Starting in 1802, the trade with Acapulco began to wane. The galleons Casualidad, Montańes and Rey Carlos returned to Manila with unsold cargoes. The entry of American and European traders into the Mexican market plus the establishment of the Compańia Real de Filipinas in 1785 had encouraged direct shipping between the Iberian peninsula and the islands, cutting down on the monopolistic aspect of the galleon trade. To cap its termination, Mexico declared its independence in 1810, and in the following year the San Carlos could not land its cargo in Acapulco because the Spanish priest -- general José María Morelos had laid siege to that port.
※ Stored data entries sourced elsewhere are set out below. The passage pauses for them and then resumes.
use anyhow::{Context, Result};
use chrono::{DateTime, Utc};
use nsi_aura_core::LogEntry;
use sqlx::{AnyPool, Row};

struct LogRow {
    id: i64,
    reservation_id: i64,
    timestamp: String,
    message: String,
    module: Option<String>,
    function: Option<String>,
    line: Option<i64>,
}

impl LogRow {
    fn from_row(row: &sqlx::any::AnyRow) -> Result<Self, sqlx::Error> {
        Ok(Self {
            id: row.try_get("id")?,
            reservation_id: row.try_get("reservation_id")?,
            timestamp: row.try_get("timestamp")?,
            message: row.try_get("message")?,
            module: row.try_get("module")?,
            function: row.try_get("function")?,
            line: row.try_get("line")?,
        })
    }

    fn into_domain(self) -> Result<LogEntry> {
        Ok(LogEntry {
            id: self.id,
            reservation_id: self.reservation_id,
            timestamp: DateTime::parse_from_rfc3339(&self.timestamp)
                .context("log timestamp")?
                .with_timezone(&Utc),
            message: self.message,
            module: self.module,
            function: self.function,
            line: self.line.map(|l| l as u32),
        })
    }
}

const SELECT_COLUMNS: &str = "id, reservation_id, timestamp, message, module, function, line";

/// Append one line to a reservation's log stream.
pub async fn append(
    pool: &AnyPool,
    reservation_id: i64,
    message: &str,
    module: Option<&str>,
    function: Option<&str>,
    line: Option<u32>,
) -> Result<()> {
    sqlx::query(
        "INSERT INTO log (reservation_id, timestamp, message, module, function, line) \
         VALUES (?, ?, ?, ?, ?, ?)",
    )
    .bind(reservation_id)
    .bind(Utc::now().to_rfc3339())
    .bind(message)
    .bind(module)
    .bind(function)
    .bind(line.map(|l| l as i64))
    .execute(pool)
    .await?;
    Ok(())
}

/// Every log row for `reservation_id` with `id > after`, in order —
/// the primitive the SSE stream polls every 500 ms.
pub async fn list_since(pool: &AnyPool, reservation_id: i64, after: i64) -> Result<Vec<LogEntry>> {
    let rows = sqlx::query(&format!(
        "SELECT {SELECT_COLUMNS} FROM log WHERE reservation_id = ? AND id > ? ORDER BY id ASC"
    ))
    .bind(reservation_id)
    .bind(after)
    .fetch_all(pool)
    .await?;

    rows.iter().map(|r| LogRow::from_row(r)?.into_domain()).collect()
}
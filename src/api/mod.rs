mod callback;
mod healthcheck;
mod sse;

use std::task::{Context as TaskContext, Poll};

use axum::Router;
use axum::body::Body;
use axum::routing::{get, post};
use http::Request;
use tower::{Layer, Service};

use crate::context::AppState;

/// Layer that logs every inbound request at `info`, mirroring
/// `turn-server::api::LogLayer`.
#[derive(Default, Clone)]
struct LogLayer;

impl<S> Layer<S> for LogLayer {
    type Service = LogService<S>;

    fn layer(&self, service: S) -> Self::Service {
        LogService { service }
    }
}

#[derive(Clone)]
struct LogService<S> {
    service: S,
}

impl<S> Service<Request<Body>> for LogService<S>
where
    S: Service<Request<Body>>,
{
    type Error = S::Error;
    type Future = S::Future;
    type Response = S::Response;

    fn poll_ready(&mut self, cx: &mut TaskContext<'_>) -> Poll<Result<(), Self::Error>> {
        self.service.poll_ready(cx)
    }

    fn call(&mut self, req: Request<Body>) -> Self::Future {
        log::info!("{} {}", req.method(), req.uri());
        self.service.call(req)
    }
}

pub fn router(state: AppState) -> Router {
    Router::new()
        .route("/api/nsi/callback/", post(callback::handle))
        .route("/api/reservations/{id}/log/sse", get(sse::handle))
        .route("/api/healthcheck/", get(healthcheck::handle))
        .layer(LogLayer)
        .with_state(state)
}

/// Bind and serve the router, axum 0.8-style: an explicit
/// `tokio::net::TcpListener` handed to `axum::serve`, rather than the
/// `axum::Server::bind` entry point of older axum releases.
pub async fn serve(state: AppState) -> anyhow::Result<()> {
    let addr = state.config.bind_addr();
    let listener = tokio::net::TcpListener::bind(&addr).await?;
    log::info!("http api listening on {addr}");
    axum::serve(listener, router(state)).await?;
    Ok(())
}
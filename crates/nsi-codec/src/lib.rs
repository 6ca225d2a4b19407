//! Wire-level codecs for the NSI-CS v2 SOAP protocol and the DDS topology
//! transport: no I/O, no async, just bytes and strings in, typed values out.

pub mod action;
pub mod dds_codec;
pub mod templates;
pub mod vlan;
pub mod xml;

pub use action::NsiAction;
pub use vlan::VlanRanges;

use thiserror::Error;

/// Errors produced while encoding or decoding NSI-CS wire formats.
#[derive(Debug, Error)]
pub enum Error {
    #[error("unknown SOAPAction: {0}")]
    UnknownAction(String),

    #[error("malformed XML: {0}")]
    Xml(String),

    #[error("missing required field `{0}` in XML body")]
    MissingField(String),

    #[error("field `{field}` is not a valid {expected}: {value}")]
    FieldType {
        field: String,
        expected: &'static str,
        value: String,
    },

    #[error("gzip payload error: {0}")]
    Gzip(String),

    #[error("base64 payload error: {0}")]
    Base64(String),

    #[error("invalid VLAN set: {0}")]
    Vlan(String),

    #[error("SOAP fault from {nsa_id}: {error_id}: {text}")]
    SoapFault {
        nsa_id: String,
        error_id: String,
        text: String,
    },
}

pub type Result<T> = std::result::Result<T, Error>;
The galleon sailed instead to San Blas, where it disposed of its cargo at a big loss. Not knowing that a revolution had broken out in Mexico, authorities in Manila had dispatched in 1811 the Magallanes to Acapulco, where it became stranded in the harbor, and was able to return only four years later to become the last of the galleons to cross the Pacific. Frigates were sent from Manila by insular merchants, but no buyers could he found in Acapulco, which was in revolutionary flames, and not until 1821 did it gain its freedom. The famed galleon trade between Mexico and the Philippines had come to an end.

Nevertheless, the Mexican influence on the Philippines was to have an epilogue several years later in the brief hut bloody revolt of Captain Andrés Novales, a creole who might have been born and educated in Mexico.

"Officers in the army of the Philippines were almost totally composed of Americans," observed the Spanish historian José Montero y Vidal. "They received in great disgust the arrival of peninsular officers as reinforcements, partly because they supposed they would be shoved aside in the promotions and partly because of racial antagonisms."

Some months previously, in February 1823, a dozen of the leading suspects among the creoles who called themselves 'hijos del pais" were deported to Spain. Among them were Domingo Roxas, leading businessman and ancestor of the present-day opulent Ayala, Zobel, Roxas and Soriano families, José Ortega, general manager of the Royal Company, the barrister José Maria Jugo, Captain Jose Bayot and his two brothers, Luis Rodriguez Varela, former mayor of Tondo and self-styled count of the Philippines, Regino Mijares, sergeant-major of the king's regiment, and a dozen other suspects. Ordered to leave for Misamis Province, Novales instead convinced the brother officers and non-commissioned officers of the king's regiment to join him in a coup d'etat in June of that year. These "americanos,", composed mostly of Mexicans with a sprinkling of creoles and mestizos from Colombia, Venezuela, Peru, Chile, Argentina, Costa Rica and other former colonies of Spain in South America, supported Novales. With about 800 native soldiers they seized early in the morning the royal palace, the city's cabildo and important government buildings in Intramuros, killed the lieutenant governor, Mariano Fernández de Folgueras, but failed to seize Fort Santiago because his brother who commanded the citadel at the last minute refused to open its gates.

The loyalist troops, led by Spanish peninsulars, mustered a counterattack, and the timely arrival of a battalion of native soldiers from Pampanga Province spelled the end of the rebellion. Novales was arrested trying to escape from Intramuros, and his followers either caught or killed. A drumhead court martial was immediately convened, and by late afternoon of that same day Novales and his principal followers were executed by a firing squad.

From that time on, Spain took good care that the Mexican links with the Philippines were terminated, and in the seven decades that followed erased the Mexican influence from the minds and hearts of the Filipinos.